A group of scientists on Monday sent a formal letter to The Lancet outlining doubts about the accuracy of early data on Russia’s COVID-19 vaccine, one of the authors said, adding further fuel to a dispute surrounding the “Sputnik-V” shot.
Fifteen scientists from five countries signed the letter presenting their concerns to the international medical journal, said Enrico Bucci, biologist adjunct professor at Philadelphia’s Temple University.
Reuters did not see the contents of the letter.
Photo: AFP
The move nonetheless highlights growing concern among scientists about the safety and efficacy of the Sputnik-V vaccine, which the Russian government approved for use before completing full human trials.
The official letter came days after a larger group of scientists — including the 15 — signed an open letter to The Lancet’s editor, published on Bucci’s personal blog, after the journal published the early-stage trial results from Moscow’s Gamaleya Institute.
They said they found patterns in the phase 1/2 data, which was peer-reviewed in the journal, that looked “highly unlikely,” with multiple participants reporting identical antibody levels.
The Gamaleya Institute did not immediately respond to a request for comment about the formal letter sent on Monday.
Last week, the institute rejected the critique contained in the open letter, which was initially signed by 26 scientists, but now has 38 signatories.
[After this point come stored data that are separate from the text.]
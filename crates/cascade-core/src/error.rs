//! Error types for cascade-core

use thiserror::Error;

/// Core error type for Cascade
#[derive(Error, Debug)]
pub enum CoreError {
    /// E001: Configuration file not found
    #[error("[E001] Config file not found: {path}")]
    ConfigNotFound { path: String },

    /// E002: Failed to parse configuration file
    #[error("[E002] Failed to parse config: {message}")]
    ConfigParseError { message: String },

    /// E003: Invalid configuration value
    #[error("[E003] Invalid config for '{scope}': {message}")]
    ConfigInvalid { scope: String, message: String },

    /// E004: Project directory not found
    #[error("[E004] Project directory not found: {path}")]
    ProjectNotFound { path: String },

    /// E005: Model not found in the registry
    #[error("[E005] Model not found: {name}")]
    ModelNotFound { name: String },

    /// E006: Model file could not be registered
    #[error("[E006] Cannot register model from '{path}': {message}")]
    ModelRegistration { path: String, message: String },

    /// E007: Circular dependency detected
    #[error("[E007] Circular dependency detected: {cycle}")]
    CircularDependency { cycle: String },

    /// E008: Duplicate model name
    #[error("[E008] Duplicate model name: {name}")]
    DuplicateModel { name: String },

    /// E009: A ref() targets an unknown model
    #[error("[E009] Model '{model}' references unknown model '{target}'")]
    UnknownReference { model: String, target: String },

    /// E010: Template expansion failed
    #[error("[E010] Template error in '{model}': {source}")]
    Template {
        model: String,
        #[source]
        source: cascade_template::TemplateError,
    },

    // Source catalogue errors (SRC001-SRC004)
    /// SRC001: Failed to parse the sources catalogue
    #[error("[SRC001] Failed to parse sources file {path}: {details}")]
    SourceParseError { path: String, details: String },

    /// SRC002: Duplicate source group
    #[error("[SRC002] Duplicate source group '{name}'")]
    SourceDuplicateGroup { name: String },

    /// SRC003: Unknown source group
    #[error("[SRC003] Unknown source group '{group}'")]
    SourceUnknownGroup { group: String },

    /// SRC004: Unknown table within a source group
    #[error("[SRC004] Unknown table '{table}' in source group '{group}'")]
    SourceUnknownTable { group: String, table: String },

    /// E011: IO error
    #[error("[E011] IO error: {0}")]
    Io(#[from] std::io::Error),

    /// E012: IO error with file path context
    #[error("[E012] Failed to read '{path}': {source}")]
    IoWithPath {
        path: String,
        #[source]
        source: std::io::Error,
    },

    /// E013: YAML parse error
    #[error("[E013] YAML parse error: {0}")]
    YamlParse(#[from] serde_yaml::Error),

    /// JSON serialization/deserialization error
    #[error("JSON error: {0}")]
    Json(#[from] serde_json::Error),
}

/// Result type alias for CoreError
pub type CoreResult<T> = Result<T, CoreError>;
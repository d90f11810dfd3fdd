use super::*;
use cascade_core::{compile_all, Planner, PlanOptions};
use cascade_db::{ConnectionConfig, DriverPool, MockDriver, PoolConfig, RetryPolicy};
use serde_json::json;
use std::path::Path;
use std::time::Duration;

struct Harness {
    registry: ModelRegistry,
    catalog: SourceCatalog,
    graph: cascade_core::DependencyGraph,
    client: WarehouseClient,
    behaviour: Arc<cascade_db::MockBehaviour>,
    state_dir: tempfile::TempDir,
}

fn harness(models: &[(&str, &str)]) -> Harness {
    let mut registry = ModelRegistry::new();
    for (path, sql) in models {
        registry.register(Path::new(path), sql).unwrap();
    }
    let catalog = SourceCatalog::empty();
    let report = compile_all(&mut registry, &catalog).unwrap();

    let driver = MockDriver::new();
    let behaviour = driver.behaviour();
    let pool = DriverPool::new(
        Arc::new(driver),
        ConnectionConfig::default(),
        PoolConfig {
            size: 4,
            acquire_timeout: Duration::from_millis(500),
            session_variables: Default::default(),
        },
    );
    let retry = RetryPolicy {
        initial_backoff: Duration::from_millis(1),
        jitter: 0.0,
        ..RetryPolicy::default()
    };

    Harness {
        registry,
        catalog,
        graph: report.graph,
        client: WarehouseClient::new(pool, retry),
        behaviour,
        state_dir: tempfile::tempdir().unwrap(),
    }
}

impl Harness {
    fn state(&self) -> StateStore {
        StateStore::open(self.state_dir.path(), "dev").unwrap()
    }

    fn plan(&self, state: &StateStore) -> Plan {
        Planner::new(&self.registry, &self.graph, state.snapshot())
            .build(&PlanOptions::default())
            .unwrap()
    }

    fn executor(&self, options: ExecutorOptions) -> Executor<'_> {
        Executor::new(self.client.clone(), &self.registry, &self.catalog, options)
    }

    fn options(&self) -> ExecutorOptions {
        ExecutorOptions {
            database: Some("DB".to_string()),
            schema: Some("MAIN".to_string()),
            ..ExecutorOptions::default()
        }
    }
}

#[tokio::test]
async fn test_single_view_from_empty_state() {
    let h = harness(&[("silver/a.sql", "SELECT 1 AS x")]);
    let state = h.state();
    let plan = h.plan(&state);
    assert_eq!(plan.reason_of("silver.a"), Some(cascade_core::ChangeReason::New));

    let (summary, state) = h.executor(h.options()).run(&plan, state).await.unwrap();

    assert_eq!(summary.succeeded(), 1);
    assert_eq!(summary.exit_code(), 0);
    assert!(h
        .behaviour
        .executed_sql()
        .contains(&"CREATE OR REPLACE VIEW DB.silver.a AS\nSELECT 1 AS x".to_string()));

    // State recorded the fingerprint
    let entry = state.get("silver.a").unwrap();
    assert_eq!(entry.status, RunStatus::Success);
    assert_eq!(
        entry.fingerprint,
        h.registry.get("silver.a").unwrap().fingerprint
    );
}

#[tokio::test]
async fn test_unchanged_replan_runs_nothing() {
    let h = harness(&[("silver/a.sql", "SELECT 1 AS x")]);
    let state = h.state();
    let plan = h.plan(&state);
    let (_, state) = h.executor(h.options()).run(&plan, state).await.unwrap();

    let before = h.behaviour.executed_sql().len();
    let replan = h.plan(&state);
    assert!(replan.is_noop());

    let (summary, _) = h.executor(h.options()).run(&replan, state).await.unwrap();
    assert!(summary.results.is_empty());
    // No warehouse calls on an empty plan
    assert_eq!(h.behaviour.executed_sql().len(), before);
}

#[tokio::test]
async fn test_partial_failure_continues_and_skips_dependents() {
    let h = harness(&[
        ("x.sql", "SELECT 1 AS a"),
        ("y.sql", "SELECT 2 AS b"),
        ("z.sql", "SELECT * FROM {{ ref('x') }}"),
    ]);
    h.behaviour
        .fail_times("VIEW DB.MAIN.x", cascade_db::DbErrorKind::Permanent, 1);

    let state = h.state();
    let plan = h.plan(&state);
    let (summary, state) = h.executor(h.options()).run(&plan, state).await.unwrap();

    assert_eq!(summary.failed(), 1);
    assert_eq!(summary.succeeded(), 1);
    assert_eq!(summary.skipped(), 1);
    assert_eq!(summary.exit_code(), 1);

    assert_eq!(state.get("x").unwrap().status, RunStatus::Failed);
    assert_eq!(state.get("y").unwrap().status, RunStatus::Success);
    assert_eq!(state.get("z").unwrap().status, RunStatus::Skipped);

    // The skipped model never reached the warehouse
    assert_eq!(h.behaviour.count_matching("DB.MAIN.z"), 0);
}

#[tokio::test]
async fn test_failed_state_preserves_last_success_fingerprint() {
    let h = harness(&[("x.sql", "SELECT 1 AS a")]);
    let state = h.state();
    let plan = h.plan(&state);
    let (_, state) = h.executor(h.options()).run(&plan, state).await.unwrap();
    let good_fingerprint = state
        .get("x")
        .unwrap()
        .last_successful_fingerprint
        .clone()
        .unwrap();

    // Force a re-run that fails
    let mut h = h;
    h.registry
        .register(Path::new("x.sql"), "SELECT 2 AS a")
        .unwrap();
    let report = compile_all(&mut h.registry, &h.catalog).unwrap();
    h.graph = report.graph;
    h.behaviour
        .fail_times("VIEW DB.MAIN.x", cascade_db::DbErrorKind::Permanent, 1);

    let plan = h.plan(&state);
    let (summary, state) = h.executor(h.options()).run(&plan, state).await.unwrap();
    assert_eq!(summary.failed(), 1);

    let entry = state.get("x").unwrap();
    assert_eq!(entry.status, RunStatus::Failed);
    assert_eq!(
        entry.last_successful_fingerprint.as_deref(),
        Some(good_fingerprint.as_str())
    );
}

#[tokio::test]
async fn test_fail_fast_stops_dispatch() {
    let h = harness(&[
        ("a.sql", "SELECT 1 AS x"),
        ("b.sql", "SELECT * FROM {{ ref('a') }}"),
    ]);
    h.behaviour
        .fail_times("VIEW DB.MAIN.a", cascade_db::DbErrorKind::Permanent, 1);

    let state = h.state();
    let plan = h.plan(&state);
    let options = ExecutorOptions {
        fail_fast: true,
        ..h.options()
    };
    let (summary, _) = h.executor(options).run(&plan, state).await.unwrap();

    assert_eq!(summary.failed(), 1);
    // The second batch was never dispatched
    assert_eq!(h.behaviour.count_matching("DB.MAIN.b"), 0);
}

#[tokio::test]
async fn test_missing_variable_aborts_before_execution() {
    let h = harness(&[(
        "a.sql",
        "-- config: vars=start_date\nSELECT * FROM t WHERE d >= $start_date",
    )]);
    let state = h.state();
    let plan = h.plan(&state);

    let err = h
        .executor(h.options())
        .run(&plan, state)
        .await
        .unwrap_err();
    assert!(matches!(err, ExecError::MissingVariable { .. }));
    // Nothing reached the warehouse
    assert!(h.behaviour.executed_sql().is_empty());
}

#[tokio::test]
async fn test_variable_substitution_applied() {
    let h = harness(&[("a.sql", "SELECT * FROM t WHERE d >= $start_date")]);
    let state = h.state();
    let plan = h.plan(&state);
    let options = ExecutorOptions {
        variables: [("start_date".to_string(), json!("2024-01-01"))].into(),
        ..h.options()
    };

    let (summary, _) = h.executor(options).run(&plan, state).await.unwrap();
    assert_eq!(summary.succeeded(), 1);
    assert!(h
        .behaviour
        .executed_sql()
        .iter()
        .any(|s| s.contains("WHERE d >= '2024-01-01'")));
}

#[tokio::test]
async fn test_incremental_flag_and_this_resolution() {
    let h = harness(&[(
        "silver/inc.sql",
        "-- config: materialized=incremental, incremental_strategy=time, time_column=ts\n\
         SELECT * FROM t {% if is_incremental() %}WHERE ts > (SELECT MAX(ts) FROM {{ this }}){% endif %}",
    )]);
    h.behaviour.set_default_result(
        "information_schema.tables",
        cascade_db::QueryOutput {
            columns: vec!["CNT".to_string()],
            rows: vec![vec![json!(0)]],
            rows_affected: None,
        },
    );
    h.behaviour.set_default_result(
        "MAX(ts)",
        cascade_db::QueryOutput {
            columns: vec!["HIGH_WATERMARK".to_string()],
            rows: vec![vec![json!("2024-01-01")]],
            rows_affected: None,
        },
    );

    // First run: not incremental, guard absent
    let state = h.state();
    let plan = h.plan(&state);
    let (_, state) = h.executor(h.options()).run(&plan, state).await.unwrap();
    let create = h
        .behaviour
        .executed_sql()
        .into_iter()
        .find(|s| s.starts_with("CREATE TABLE"))
        .unwrap();
    assert!(!create.contains("WHERE ts >"));
    assert_eq!(
        state.get("silver.inc").unwrap().high_watermark.as_deref(),
        Some("2024-01-01")
    );

    // Second run (forced): incremental, guard present and this resolved
    h.behaviour.set_default_result(
        "information_schema.tables",
        cascade_db::QueryOutput {
            columns: vec!["CNT".to_string()],
            rows: vec![vec![json!(1)]],
            rows_affected: None,
        },
    );
    let plan = Planner::new(&h.registry, &h.graph, state.snapshot())
        .build(&PlanOptions {
            forced: [ModelName::new("silver.inc")].into(),
            ..PlanOptions::default()
        })
        .unwrap();
    let (_, _) = h.executor(h.options()).run(&plan, state).await.unwrap();

    let insert = h
        .behaviour
        .executed_sql()
        .into_iter()
        .rev()
        .find(|s| s.starts_with("INSERT INTO"))
        .unwrap();
    assert!(insert.contains("WHERE ts > (SELECT MAX(ts) FROM DB.silver.inc)"));
}

#[tokio::test]
async fn test_deletions_dropped_after_success() {
    let h = harness(&[("a.sql", "SELECT 1 AS x")]);
    let mut state = h.state();
    state.put(StateEntry {
        model: ModelName::new("old.gone"),
        fingerprint: "f".to_string(),
        status: RunStatus::Success,
        last_successful_fingerprint: Some("f".to_string()),
        last_run: Utc::now(),
        high_watermark: None,
    });

    let plan = h.plan(&state);
    assert_eq!(plan.deletions, vec![ModelName::new("old.gone")]);

    let (summary, state) = h.executor(h.options()).run(&plan, state).await.unwrap();
    assert_eq!(summary.deleted_objects, vec![ModelName::new("old.gone")]);
    assert!(state.get("old.gone").is_none());
    assert!(h
        .behaviour
        .executed_sql()
        .iter()
        .any(|s| s.starts_with("DROP TABLE IF EXISTS DB.old.gone")));
}

#[tokio::test]
async fn test_deletions_withheld_after_failure() {
    let h = harness(&[("a.sql", "SELECT 1 AS x")]);
    let mut state = h.state();
    state.put(StateEntry {
        model: ModelName::new("old.gone"),
        fingerprint: "f".to_string(),
        status: RunStatus::Success,
        last_successful_fingerprint: Some("f".to_string()),
        last_run: Utc::now(),
        high_watermark: None,
    });
    h.behaviour
        .fail_times("VIEW DB.MAIN.a", cascade_db::DbErrorKind::Permanent, 1);

    let plan = h.plan(&state);
    let (summary, state) = h.executor(h.options()).run(&plan, state).await.unwrap();

    assert!(summary.deleted_objects.is_empty());
    assert!(state.get("old.gone").is_some());
    assert!(!h
        .behaviour
        .executed_sql()
        .iter()
        .any(|s| s.starts_with("DROP TABLE")));
}

#[tokio::test]
async fn test_cancellation_stops_batches() {
    let h = harness(&[("a.sql", "SELECT 1 AS x")]);
    let state = h.state();
    let plan = h.plan(&state);

    let executor = h.executor(h.options());
    executor.cancel_flag().store(true, Ordering::SeqCst);
    let (summary, _) = executor.run(&plan, state).await.unwrap();

    assert!(summary.cancelled);
    assert!(summary.results.is_empty());
    assert!(h.behaviour.executed_sql().is_empty());
}

#[tokio::test]
async fn test_batch_results_reported_in_name_order() {
    let h = harness(&[
        ("zeta.sql", "SELECT 1 AS x"),
        ("alpha.sql", "SELECT 2 AS y"),
    ]);
    let state = h.state();
    let plan = h.plan(&state);
    let (summary, _) = h.executor(h.options()).run(&plan, state).await.unwrap();

    let order: Vec<&str> = summary.results.iter().map(|r| r.model.as_str()).collect();
    assert_eq!(order, vec!["alpha", "zeta"]);
}

#[tokio::test]
async fn test_state_flushed_per_model() {
    let h = harness(&[
        ("a.sql", "SELECT 1 AS x"),
        ("b.sql", "SELECT * FROM {{ ref('a') }}"),
    ]);
    let state = h.state();
    let plan = h.plan(&state);
    let (_, _state) = h.executor(h.options()).run(&plan, state).await.unwrap();

    // The snapshot on disk has both entries after the run
    let reloaded = StateStore::open(h.state_dir.path(), "dev").unwrap();
    assert!(reloaded.get("a").is_some());
    assert!(reloaded.get("b").is_some());
}
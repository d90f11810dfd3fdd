//! Error types for cascade-db

use thiserror::Error;

/// Classification every driver error maps into; drives the retry policy.
#[derive(Debug, Clone, Copy, PartialEq, Eq)]
pub enum DbErrorKind {
    /// Worth retrying the same logical call (throttling, internal errors)
    Transient,
    /// The connection is gone; discard it and reconnect
    ConnectionLost,
    /// Retrying will not help (SQL errors, permissions, bad requests)
    Permanent,
}

/// Warehouse access errors
#[derive(Error, Debug)]
pub enum DbError {
    /// D001: Failed to establish a connection
    #[error("[D001] Connection failed: {message}")]
    ConnectionFailed { message: String },

    /// D002: A driver call failed, carrying the driver's classification
    #[error("[D002] Driver error ({kind:?}): {message}")]
    Driver { kind: DbErrorKind, message: String },

    /// D003: Query exceeded its time budget
    #[error("[D003] Query timed out after {seconds}s")]
    QueryTimeout { seconds: u64 },

    /// D004: No connection became available within the acquire timeout
    #[error("[D004] Connection pool exhausted: no connection within {waited_ms}ms")]
    AcquireTimeout { waited_ms: u128 },

    /// D005: Feature not implemented by this backend
    #[error("[D005] Not implemented for {backend}: {feature}")]
    NotImplemented {
        backend: &'static str,
        feature: &'static str,
    },

    /// D006: The pool has been closed
    #[error("[D006] Connection pool is closed")]
    PoolClosed,
}

impl DbError {
    /// Shorthand for a driver-classified transient failure
    pub fn transient(message: impl Into<String>) -> Self {
        DbError::Driver {
            kind: DbErrorKind::Transient,
            message: message.into(),
        }
    }

    /// Shorthand for a lost-connection failure
    pub fn connection_lost(message: impl Into<String>) -> Self {
        DbError::Driver {
            kind: DbErrorKind::ConnectionLost,
            message: message.into(),
        }
    }

    /// Shorthand for a permanent failure
    pub fn permanent(message: impl Into<String>) -> Self {
        DbError::Driver {
            kind: DbErrorKind::Permanent,
            message: message.into(),
        }
    }

    /// The retry classification of this error.
    pub fn kind(&self) -> DbErrorKind {
        match self {
            DbError::Driver { kind, .. } => *kind,
            DbError::QueryTimeout { .. } => DbErrorKind::Transient,
            DbError::ConnectionFailed { .. } => DbErrorKind::ConnectionLost,
            DbError::AcquireTimeout { .. } | DbError::NotImplemented { .. } | DbError::PoolClosed => {
                DbErrorKind::Permanent
            }
        }
    }
}

/// Result type alias for DbError
pub type DbResult<T> = Result<T, DbError>;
“The published results are authentic and accurate and were examined by five reviewers at The Lancet,” institute deputy director Denis Logunov said in a statement.
He said his institute submitted the entire body of raw data on the trial results to the journal.
The Lancet said it had invited the authors of the Russian vaccine study to respond to the questions raised in the open letter by Bucci.
“We continue to follow the situation closely,” it added.
Russian Assistant Minister of Health Alexey Kuznetsov on Thursday last week told the Interfax news agency that the institute had already sent detailed answers to The Lancet’s editor.
Naor Bar-Zeev, deputy director at John Hopkins Bloomberg School of Public Health, who peer-reviewed the Russian data, last week defended his analysis of the research following the publication of the blog.
“The results are plausible, and not very different to those seen with other AdV vectored products,” he said.